When I’m talking about the film, I’m always talking about the Extended Edition which is the one I have seen the most times. I cannot remember the last time I watched the theatrical releases, but it was years ago. I think that the new and extended scenes improved The Two Towers more significantly than was the case for the other two releases (though I love some of the additions in both of them).
It’s not my choice for the *best* example from the film: I award that distinction to “The Lighting of the Beacons”—along with the lead-up to it in “Pippin’s Task.”
There couldn’t be, given the limitations of Tolkien’s narrative point of view. All narrative points of view, or perspectives (first-person, second-person, and the various third-person [limited omniscient, objective, and omniscient]) have ways of telling a story they can do excellently, and limitations on what they can show/narrate. The hobbits (primarily Frodo, with Sam taking over after Frodo is captured, and Merry and Pippin in their separate storylines after Gandalf takes Pippin to Minas Tirith) are the primary point-of-view characters in the novel which is primarily written in third-person limited omniscient, where readers perceive most of what happens through the points of view of major characters. The Rohirrim chapters at this point lack all hobbits and thus are narrated primarily in third-person objective (sometimes described as “fly on the wall,” or “camera-eye”). This POV is an external perspective which describes what characters do and say, but rarely, if ever what they think/feel/see. There are a few minor exceptions in these chapters, rarely lasting more than a sentence or two. For an example, look at the last sentence of Chapter 6, “The King of the Golden Hall,” after the host rides forth to Isengard, which focuses on Éowyn, left behind: “Far over the plain, Éowyn saw the glitter of their spears, as she stood still, alone before the doors of the silent house” (525). The last phrases in the sentence hints at her feeling (alone, left behind, the silence) but it’s implied, not narrated directly. There’s a passage in “The Passing of the Grey Company” (in Book 5, Return of the King) which focuses on her, but, other than the brief phrase in the opening line of the section (“The Lady Éowyn greeted them and was glad of their coming”), the narrative perspective is still primarily on actions and dialogue. There are no extended passages in this section of the novel that immerse a reader in the perspective of the point of view character in the novel (as I said, no hobbits!).
Don’t even get me started on that! It could be a whole other rant!
As any mortal MALE warrior would have been, remember. And was! Merry was, plus others in the City! It’s not just because she’s a woman!
Gandalf’s term “poison” is given to Éowyn in the film scene: she calls him a snake, and says his “words are poison” which I think is pretty cool! But that one word isn’t as unique as the cluster of images Aragorn and Gandalf (who are the Good Guys! remember) use.

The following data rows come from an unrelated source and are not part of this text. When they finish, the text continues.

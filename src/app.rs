//! Dashboard application state.

use std::path::Path;
use std::time::{Duration, Instant};

use anyhow::Result;

use crate::data::{HealthStatus, Thresholds};
use crate::monitor::{HandoffReceiver, MonitorHandle, RunSummary, SpeedUpdate, SpeedWindow};
use crate::ui::Theme;

/// Averaging intervals the user can step through, in seconds.
pub const AVERAGE_INTERVALS: &[u64] = &[10, 30, 60, 120, 300];

/// How long a status message stays visible.
const STATUS_MESSAGE_TTL: Duration = Duration::from_secs(3);

/// Main application state.
pub struct App {
    pub running: bool,
    pub show_help: bool,

    // Monitor connection
    handle: MonitorHandle,
    updates: HandoffReceiver,
    source_description: String,

    /// Copy of the monitor's window, refreshed on every update.
    pub window: SpeedWindow,
    /// Newest update received, with the average computed at emission.
    pub latest: Option<SpeedUpdate>,
    /// Wall time the newest update arrived.
    pub last_update: Option<Instant>,
    pub total_updates: u64,
    /// Set once the monitor thread has exited.
    pub finished: Option<Result<RunSummary, String>>,

    pub average_interval: u64,
    pub thresholds: Thresholds,

    // Navigation state (row in the recent-measurements table)
    pub selected_index: usize,

    // UI
    pub theme: Theme,

    // Status message (temporary feedback)
    pub status_message: Option<(String, Instant)>,
}

impl App {
    /// Create a new App fed by `updates` from the session behind `handle`.
    pub fn new(
        handle: MonitorHandle,
        updates: HandoffReceiver,
        source_description: &str,
        average_interval: u64,
        thresholds: Thresholds,
    ) -> Self {
        Self {
            running: true,
            show_help: false,
            window: handle.window(),
            handle,
            updates,
            source_description: source_description.to_string(),
            latest: None,
            last_update: None,
            total_updates: 0,
            finished: None,
            average_interval,
            thresholds,
            selected_index: 0,
            theme: Theme::auto_detect(),
            status_message: None,
        }
    }

    /// Returns a description of the followed source.
    pub fn source_description(&self) -> &str {
        &self.source_description
    }

    /// Pull queued updates from the monitor.
    ///
    /// Returns true if anything new arrived.
    pub fn refresh(&mut self) -> bool {
        let updates = self.updates.drain();
        let Some(newest) = updates.last().copied() else {
            return false;
        };

        self.total_updates += updates.len() as u64;
        self.latest = Some(newest);
        self.last_update = Some(Instant::now());
        self.window = self.handle.window();

        // Keep the selection on the same measurement as rows shift down
        if self.selected_index > 0 {
            self.selected_index =
                (self.selected_index + updates.len()).min(self.window.len().saturating_sub(1));
        }
        true
    }

    /// Trailing average over the selected interval, recomputed now.
    pub fn average_speed(&self) -> f64 {
        self.handle.average_speed(self.average_interval)
    }

    /// Highest count currently in the window.
    pub fn peak_speed(&self) -> usize {
        self.window.iter().map(|m| m.count).max().unwrap_or(0)
    }

    /// Updates the monitor had to drop because the UI lagged.
    pub fn dropped_updates(&self) -> u64 {
        self.updates.dropped()
    }

    /// Time since the last update, or since nothing when none arrived.
    pub fn silence(&self) -> Option<Duration> {
        self.last_update.map(|t| t.elapsed())
    }

    /// Feed health based on how long the feed has been silent.
    pub fn health(&self) -> HealthStatus {
        HealthStatus::from_silence(self.silence(), &self.thresholds)
    }

    /// Record the monitor thread's exit.
    pub fn set_finished(&mut self, outcome: Result<RunSummary, String>) {
        match &outcome {
            Ok(summary) => self.set_status_message(format!(
                "Monitor finished after {} measurements",
                summary.measurements
            )),
            Err(e) => self.set_status_message(format!("Monitor failed: {}", e)),
        }
        self.finished = Some(outcome);
    }

    /// Set a temporary status message that will be shown for a few seconds.
    pub fn set_status_message(&mut self, message: String) {
        self.status_message = Some((message, Instant::now()));
    }

    /// Get the current status message if it hasn't expired.
    pub fn get_status_message(&self) -> Option<&str> {
        if let Some((msg, time)) = &self.status_message {
            if time.elapsed() < STATUS_MESSAGE_TTL {
                return Some(msg);
            }
        }
        None
    }

    /// Step to the next longer averaging interval.
    pub fn grow_interval(&mut self) {
        if let Some(&next) = AVERAGE_INTERVALS.iter().find(|&&i| i > self.average_interval) {
            self.average_interval = next;
        }
    }

    /// Step to the next shorter averaging interval.
    pub fn shrink_interval(&mut self) {
        if let Some(&prev) = AVERAGE_INTERVALS.iter().rev().find(|&&i| i < self.average_interval) {
            self.average_interval = prev;
        }
    }

    /// Move selection down (towards older measurements).
    pub fn select_next(&mut self) {
        let max = self.window.len().saturating_sub(1);
        self.selected_index = (self.selected_index + 1).min(max);
    }

    /// Move selection up (towards newer measurements).
    pub fn select_prev(&mut self) {
        self.selected_index = self.selected_index.saturating_sub(1);
    }

    /// Jump to the newest measurement.
    pub fn select_first(&mut self) {
        self.selected_index = 0;
    }

    /// Jump to the oldest measurement.
    pub fn select_last(&mut self) {
        self.selected_index = self.window.len().saturating_sub(1);
    }

    /// Toggle the help overlay.
    pub fn toggle_help(&mut self) {
        self.show_help = !self.show_help;
    }

    /// Stop the monitor and signal the application to quit.
    pub fn quit(&mut self) {
        self.handle.stop();
        self.running = false;
    }

    /// Export the current window to a JSON file.
    pub fn export_window(&self, path: &Path) -> Result<()> {
        if self.window.is_empty() {
            anyhow::bail!("No measurements to export");
        }

        let export = serde_json::json!({
            "source": self.source_description,
            "average_interval": self.average_interval,
            "average": self.average_speed(),
            "measurements": self.window.iter().collect::<Vec<_>>(),
        });

        let json = serde_json::to_string_pretty(&export)?;
        std::fs::write(path, json)?;
        Ok(())
    }
}

#[cfg(test)]
mod tests {
    use super::*;
    use crate::config::MonitorConfig;
    use crate::monitor::{handoff, Monitor};
    use crate::source::ChannelSource;

    fn app_with(seconds: &[u32]) -> App {
        let (tx, source) = ChannelSource::create("test");
        let input: String = seconds
            .iter()
            .map(|s| format!("[2024-03-01 12:00:{:02}] x\n", s))
            .collect();
        tx.try_send(input.into_bytes()).unwrap();
        drop(tx);

        let mut monitor = Monitor::new(source, MonitorConfig::default());
        let (mut observer, receiver) = handoff::bounded(64, 60);
        monitor.run_with(|s, m| observer.observe(s, m)).unwrap();

        App::new(monitor.handle(), receiver, "test", 60, Thresholds::default())
    }

    #[test]
    fn test_refresh_pulls_updates() {
        let mut app = app_with(&[0, 0, 1, 2]);
        assert!(app.latest.is_none());
        assert_eq!(app.health(), HealthStatus::Warning);

        assert!(app.refresh());
        assert_eq!(app.total_updates, 2);
        assert_eq!(app.latest.unwrap().measurement.count, 1);
        assert_eq!(app.window.len(), 2);
        assert_eq!(app.peak_speed(), 2);
        assert_eq!(app.health(), HealthStatus::Healthy);

        // Nothing new
        assert!(!app.refresh());
    }

    #[test]
    fn test_interval_steps() {
        let mut app = app_with(&[]);
        assert_eq!(app.average_interval, 60);
        app.grow_interval();
        assert_eq!(app.average_interval, 120);
        app.grow_interval();
        app.grow_interval();
        assert_eq!(app.average_interval, 300);
        app.shrink_interval();
        assert_eq!(app.average_interval, 120);

        app.average_interval = 45;
        app.shrink_interval();
        assert_eq!(app.average_interval, 30);
    }

    #[test]
    fn test_selection_is_clamped() {
        let mut app = app_with(&[0, 1, 2, 3]);
        app.refresh();
        app.select_next();
        app.select_next();
        app.select_next();
        app.select_next();
        assert_eq!(app.selected_index, 2);
        app.select_first();
        assert_eq!(app.selected_index, 0);
        app.select_prev();
        assert_eq!(app.selected_index, 0);
        app.select_last();
        assert_eq!(app.selected_index, 2);
    }

    #[test]
    fn test_quit_stops_monitor() {
        let mut app = app_with(&[]);
        app.quit();
        assert!(!app.running);
        assert!(app.handle.is_stopped());
    }

    #[test]
    fn test_export_window() {
        let dir = tempfile::tempdir().unwrap();
        let path = dir.path().join("export.json");

        assert!(app_with(&[]).export_window(&path).is_err());
        assert!(!path.exists());

        let app = app_with(&[0, 1, 1, 2]);
        app.export_window(&path).unwrap();

        let json: serde_json::Value =
            serde_json::from_str(&std::fs::read_to_string(&path).unwrap()).unwrap();
        assert_eq!(json["source"], "test");
        assert_eq!(json["measurements"].as_array().unwrap().len(), 2);
        assert_eq!(json["measurements"][1]["count"], 2);
    }
}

I do think it’s worth noting that Gandalf’s summary of what Gríma, primed by Saruman, probably said in Rohan was accurate—but that the film scene shows him taking an entirely different approach to Éowyn! Just saying! I’d bet a nickel that Fran Walsh and Philippa Boyens wrote those lines!
I doubt that was Tolkien’s “intention”—but that just emphasizes the difference between systemic sexism and conscious/intentional sexism.
I highly recomend David Craig’s excellent essay in which he analyzes the different versions and resolutions Tolkien considered for her character—including killing her off! I summarize those options in my earlier essay, but his is worth reading in full (for one thing, I consider it the first queer reading of Tolkien).
Craig, David M. "'Queer Lodgings': Gender and Sexuality in The Lord of the Rings." Mallorn, vol. 38, Jan. 2001, pp. 11–18. Link. Rpt. “Queer Lodgings: Gender and Sexuality in The Lord of the Rings - Reprinted with a New Introduction by the Author.” Mallorn, no. 61, 2020, pp. 20–29.
When I did a summer abroad study for one of my graduate programs at Lincoln College, Oxford, Woolf’s Room was one of the two books I packed to take along with me (knowing I’d be able to buy lots and lots of other books when I was there, which I did, plus of course all the libraries at Oxford) but that one I wanted with me and read MULTIPLE times. This summer was in the early 1980s, before e-books so packing books for a long trip was always difficult.